El-Rayah El-Gaily A, Twomey Patrick J, Wallace Eleanor M, McCormick Peter A
Liver Unit, St Vincent's University Hospital and University College Dublin, Dublin, Ireland.
Department of Chemical Pathology.
Eur J Gastroenterol Hepatol. 2018 Apr;30(4):364-367. doi: 10.1097/MEG.0000000000001056.
Alcoholic liver disease and nonalcoholic fatty liver disease (NAFLD) are steatotic liver diseases and major causes of cirrhosis. Only a minority of patients with risk factors develop cirrhosis and genetic cofactors may be important in pathogenesis. Mutations in the Wilson's and α-1-antitrypsin genes are not uncommon and we speculated that they may act as cofactors.
We investigated α-1-antitrypsin phenotyes and caeruloplasmin levels in patients undergoing elective liver transplantation.

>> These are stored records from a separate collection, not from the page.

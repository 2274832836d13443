// crates/progress-gate-core/src/core/request.rs
// ============================================================================
// Module: Progress Gate Access Requests
// Description: Canonical access request shape produced by the resource descriptor.
// Purpose: Normalize resource/operation/payload triples for rule evaluation.
// Dependencies: crate::core::identifiers, serde
// ============================================================================

//! ## Overview
//! The resource descriptor normalizes every resource type and operation into
//! one canonical [`AccessRequest`] shape. Requests are pure containers; the
//! engine validates them at the decision boundary and denies anything it
//! does not recognize.
//!
//! A collection read carries no owner and is treated as a scoped list
//! request: the engine answers with a [`crate::core::scope::ScopePredicate`]
//! instead of a row-by-row verdict.

// ============================================================================
// SECTION: Imports
// ============================================================================

use serde::Deserialize;
use serde::Serialize;

use crate::core::identifiers::ClassName;
use crate::core::identifiers::PrincipalId;
use crate::core::identifiers::SchoolId;
use crate::core::identifiers::StudentProfileId;
use crate::core::identifiers::Subject;
use crate::core::identifiers::TeacherProfileId;

// ============================================================================
// SECTION: Resource Kinds and Operations
// ============================================================================

/// Resource types protected by the policy engine.
///
/// # Invariants
/// - Variants are stable for serialization and contract matching.
#[derive(Debug, Clone, Copy, PartialEq, Eq, Serialize, Deserialize)]
#[serde(rename_all = "snake_case")]
pub enum ResourceKind {
    /// School record.
    School,
    /// Teacher profile record.
    TeacherProfile,
    /// Student profile record.
    StudentProfile,
    /// Progress entry record.
    ProgressEntry,
}

impl ResourceKind {
    /// Returns a stable label for the resource kind.
    #[must_use]
    pub const fn as_str(self) -> &'static str {
        match self {
            Self::School => "school",
            Self::TeacherProfile => "teacher_profile",
            Self::StudentProfile => "student_profile",
            Self::ProgressEntry => "progress_entry",
        }
    }
}

/// Operations evaluated by the policy engine.
///
/// # Invariants
/// - Variants are stable for serialization and contract matching.
#[derive(Debug, Clone, Copy, PartialEq, Eq, Serialize, Deserialize)]
#[serde(rename_all = "snake_case")]
pub enum Operation {
    /// Read a record or list a collection.
    Read,
    /// Create a record.
    Create,
    /// Update an existing record.
    Update,
    /// Delete an existing record.
    Delete,
}

impl Operation {
    /// Returns a stable label for the operation.
    #[must_use]
    pub const fn as_str(self) -> &'static str {
        match self {
            Self::Read => "read",
            Self::Create => "create",
            Self::Update => "update",
            Self::Delete => "delete",
        }
    }
}

/// Whether a request targets one record or a collection.
///
/// # Invariants
/// - Collection requests never carry an owner; they are scoped list requests.
#[derive(Debug, Clone, Copy, PartialEq, Eq, Serialize, Deserialize)]
#[serde(rename_all = "snake_case")]
pub enum Selection {
    /// Single identified record.
    Record,
    /// Collection of records pre-filtered by a scope predicate.
    Collection,
}

// ============================================================================
// SECTION: Target Facts
// ============================================================================

/// Cross-record facts the descriptor extracts from the target payload.
///
/// # Invariants
/// - Facts are snapshots taken before evaluation; rules never fetch them.
/// - Absent facts make the affected rules fail closed, never open.
#[derive(Debug, Clone, Default, PartialEq, Eq, Serialize, Deserialize)]
pub struct TargetFacts {
    /// Class of the student the target record relates to.
    pub student_class: Option<ClassName>,
    /// Student profile the target record relates to.
    pub student_id: Option<StudentProfileId>,
    /// Teacher recorded on the existing progress entry under mutation.
    pub entry_teacher: Option<TeacherProfileId>,
    /// Subject of the target record, when relevant.
    pub subject: Option<Subject>,
}

// ============================================================================
// SECTION: Access Request
// ============================================================================

/// Canonical access request evaluated by the policy engine.
///
/// # Invariants
/// - This is a pure request container; values are validated at the decision
///   boundary and unknown combinations are denied.
#[derive(Debug, Clone, PartialEq, Eq, Serialize, Deserialize)]
pub struct AccessRequest {
    /// Resource type being accessed.
    pub resource: ResourceKind,
    /// Operation requested.
    pub operation: Operation,
    /// School of the target record, when known.
    pub school_id: Option<SchoolId>,
    /// Principal that owns the target record, when known.
    pub owner: Option<PrincipalId>,
    /// Single-record or collection request.
    pub selection: Selection,
    /// Cross-record facts extracted from the target payload.
    pub facts: TargetFacts,
}

impl AccessRequest {
    /// Describes a scoped list request for a collection.
    #[must_use]
    pub fn list(resource: ResourceKind) -> Self {
        Self {
            resource,
            operation: Operation::Read,
            school_id: None,
            owner: None,
            selection: Selection::Collection,
            facts: TargetFacts::default(),
        }
    }

    /// Describes a single-record request with the given operation.
    #[must_use]
    pub fn record(resource: ResourceKind, operation: Operation) -> Self {
        Self {
            resource,
            operation,
            school_id: None,
            owner: None,
            selection: Selection::Record,
            facts: TargetFacts::default(),
        }
    }
}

We compared patients with alcohol and NAFLD with nonsteatotic liver disease patients: viral hepatitis B or C, autoimmune hepatitis, primary biliary cholangitis and primary sclerosing cholangitis.
Two hundred and thirty-one patients were included in the study. Pretransplant caeruloplasmin levels and α-1-antitrypsin phenotypes were available in 197 and 112 patients, respectively. α-1-Antitrypsin Z phenotypes were significantly more common in the alcohol and NAFLD group: 12/56 versus 3/56 (P<0.05). Serum caeruloplasmin (0.3±0.01 vs. 0.39±0.01 g/l, P<0.01) and serum copper levels (13.5±0.9 vs. 19.3±0.9 μmol/l, P<0.01) were significantly lower in the alcohol and NAFLD patients compared with the viral and autoimmune patients.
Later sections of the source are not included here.